Narrative Atlas of the Missing Year
On the far end of the street at the top of the hill where I live, there is a stretch of sidewalk that, despite my having resided nearby for more than a decade, I had scarcely traversed until a little less than a year ago when, following spinal fusion surgery, I started walking a lengthy portion of it, tracing and retracing its path multiple times a day, every day, so slowly, and so self-consciously, that its contours and cracks, edges and indentations, became as familiar to me as the lines and scars—the memories they contain—on my own hands. Early on I considered paying for the premium version of the pedometer app I installed on my phone to track my steps and gamify my recovery, imagining the overlay map of my familiar route it would have shown me, like a deep groove worn into the ground by my footsteps, over and over, punctuated by tiny landmarks known only to me. The ledge where I stopped to stretch my tight, traumatized legs; the utility pole upon which a red-tailed hawk perched in the dim light of predawn; the smudge on the concrete where I encountered a girl inexplicably burning a notebook one lonely afternoon (her smile as I walked past); the gap in the fence overlooking the high school football field that I stared at for hours trying to process my mom’s death, composing her eulogy, repeating the same lines again and again, wearing a different kind of groove into my mind. These are the maps we carry around with us, amateur cartographers of the vast interior.

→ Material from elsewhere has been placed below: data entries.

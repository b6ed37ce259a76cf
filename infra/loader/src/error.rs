use hatch_host::HostError;
use std::borrow::Cow;

/// Errors that can occur while acquiring a capability.
///
/// Every caller joining a shared acquisition receives a clone of its outcome.
#[derive(Debug, Clone, thiserror::Error)]
pub enum LoadError {
    /// The script source is empty.
    #[error("Invalid script source{}: {message}", format_context(.context))]
    InvalidSource { message: Cow<'static, str>, context: Option<Cow<'static, str>> },

    /// The host reported an error event for the script node.
    #[error("Script load failed{}: \"{src}\"", format_context(.context))]
    ScriptLoadFailed { src: String, context: Option<Cow<'static, str>> },

    /// Neither load nor error arrived within the allowed time.
    #[error("Script load timeout{}: \"{src}\"", format_context(.context))]
    ScriptLoadTimeout { src: String, context: Option<Cow<'static, str>> },

    /// Acquisition succeeded but the capability check still fails.
    #[error("Feature not available after loading source{}: {feature}", format_context(.context))]
    FeatureUnavailable { feature: Cow<'static, str>, context: Option<Cow<'static, str>> },

    /// A caller-supplied loader failed.
    #[error("Loader failed{}: {message}", format_context(.context))]
    Loader { message: Cow<'static, str>, context: Option<Cow<'static, str>> },

    /// The host refused the script node.
    #[error("Host error{}: {source}", format_context(.context))]
    Host { source: HostError, context: Option<Cow<'static, str>> },
}

impl From<HostError> for LoadError {
    fn from(source: HostError) -> Self {
        Self::Host { source, context: None }
    }
}

impl LoadError {
    /// Shorthand for a [`LoadError::Loader`] without context.
    pub fn loader(message: impl Into<Cow<'static, str>>) -> Self {
        Self::Loader { message: message.into(), context: None }
    }

    /// `true` for the timeout outcome of a script injection.
    #[must_use]
    pub const fn is_timeout(&self) -> bool {
        matches!(self, Self::ScriptLoadTimeout { .. })
    }

    #[must_use]
    pub fn with_context(mut self, context: impl Into<Cow<'static, str>>) -> Self {
        match &mut self {
            Self::InvalidSource { context: c, .. }
            | Self::ScriptLoadFailed { context: c, .. }
            | Self::ScriptLoadTimeout { context: c, .. }
            | Self::FeatureUnavailable { context: c, .. }
            | Self::Loader { context: c, .. }
            | Self::Host { context: c, .. } => *c = Some(context.into()),
        }
        self
    }
}

fn format_context(context: &Option<Cow<'static, str>>) -> Cow<'static, str> {
    context.as_ref().map_or(Cow::Borrowed(""), |c| Cow::Owned(format!(" ({c})")))
}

“[M]aps helped me imagine a fictional psychogeography for the characters I had created on the page,” writes Natalie Bakopoulos in “Blurring the Borders in Fiction: On Mapping and Naming, Unmapping and Unnaming,” about consulting maps of Athens while writing her first two novels. “But to think about mapping an invented world into a real place, or onto a map, is only one way to think about inhabiting fictional worlds. Maps tell only one kind of story, after all.” In this issue we chart meaningful destinations that exist both in the physical world—a cabin in Wallowa Lake, Oregon; a writing studio in Banner, Wyoming; and other settings in “The Places That Make It Possible: Retreats That Change Writers’ Lives”—and in more ethereal spaces. “These terrains are both physical and psychic,” writes Sally Wen Mao, “places where the act of writing, of remembering and dreaming, is braced against the onrush of new sensations.” Whether you are writing from within the well-worn grooves of the everyday or heading off to points unknown, may these pages nourish your spirit of discovery.